I confess to having problems dealing with my passion for Gone With the Wind, a film that impacted me as a girl because I heard so many legends about it, the film in which I discovered the beauty and talent of Vivien Leigh and many other “typical” subjects of construction. I’ve visited Margaret Mitchell‘s home in Atlanta and interviewed historians about the film and the various scripts leading up to the final version. It is still one of the most profitable, award-winning, and important films of all time. In the year of your 85th birthday, let’s remember some numbers?

It took 9 years for the book to be ready.
It was the first and only book by Margaret Mitchell, who received an astronomical sum for the 1930s of five thousand dollars in advance in 1936.
It was the best-selling book in America in 1937 and 1938.
Winner of the Pulitzer Prize for Fiction in 1937.

Gone with the Wind has been translated into 27 languages and published in 37 countries.
The first printing sold an impressive volume of 10 thousand copies. The number has already exceeded 30 million copies currently.
The book has 1,037 pages.
Producer David O. Selznick paid $50,000 for the film rights.

Scarlett’s waist was famously 17 inches (of course, with the help of corsets).
The box office estimate – adjusted – was 1.6 billion dollars in tickets sold in the USA alone and more than 3 billion dollars worldwide. Therefore one of the biggest box office films of all time.
Production was around 3.9 million dollars which was one of the highest ever in 1939. Today it would be around 350 million dollars. And that doesn’t include marketing costs.
The film’s running time is 3h58 (that is, 4h!) and is the longest of all time.
The Margaret Mitchell House, with memorabilia from the film, receives around 33,000 visitors a year.

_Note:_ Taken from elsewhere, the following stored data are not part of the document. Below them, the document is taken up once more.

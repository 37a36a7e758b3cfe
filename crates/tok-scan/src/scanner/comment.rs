//! Line and block comment scanning.
//!
//! Both comment forms produce tokens; the `//` and `/* */` delimiters mark
//! boundaries and are excluded from the token text.

use crate::error::{ScanError, ScanResult};
use crate::token::{Token, TokenKind};
use crate::Scanner;

impl<'a> Scanner<'a> {
    /// Scans a `//` comment up to (not including) the next newline.
    ///
    /// The newline is left for the dispatch loop. Terminates cleanly at end
    /// of buffer when no trailing newline exists.
    pub(crate) fn scan_line_comment(&mut self) -> Token {
        let line = self.cursor.line();
        let column = self.cursor.column();
        self.cursor.advance_n(2);

        let mut text = String::new();
        while !self.cursor.is_at_end() && self.cursor.current_char() != '\n' {
            text.push(self.cursor.current_char());
            self.cursor.advance();
        }

        Token::new(TokenKind::LineComment, text, line, column)
    }

    /// Scans a `/*` comment up to and including the matching `*/`.
    ///
    /// Spans multiple lines; embedded newlines advance the line counter and
    /// reset the column to 1.
    ///
    /// # Errors
    ///
    /// [`ScanError::UnterminatedBlockComment`] if the buffer ends before
    /// `*/`, positioned at the opening delimiter.
    pub(crate) fn scan_block_comment(&mut self) -> ScanResult<Token> {
        let line = self.cursor.line();
        let column = self.cursor.column();
        self.cursor.advance_n(2);

        let mut text = String::new();
        loop {
            if self.cursor.is_at_end() {
                return Err(ScanError::UnterminatedBlockComment { line, column });
            }

            if self.cursor.current_char() == '*' && self.cursor.peek_char(1) == '/' {
                self.cursor.advance_n(2);
                break;
            }

            text.push(self.cursor.current_char());
            self.cursor.advance();
        }

        Ok(Token::new(TokenKind::BlockComment, text, line, column))
    }
}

When NBC broadcast the film on TV for the first time in 1976 (splitting it into two days due to its 4-hour duration), it still broke a record 47% audience rating.
Winner of eight Oscars in 1939, including Best Film, Director, Actress, and Supporting Actress, among others.
It was nominated for an unprecedented 13 Oscars in 1939, including a double nomination for Best Supporting Actress.
Hattie McDaniel was the first black actress to win an Oscar for Actress with Gone With Wind.
And it is, even today, one of the most cited, praised, and studied Hollywood films of all time. Something that not even time changes or the wind takes away. Incredible, right?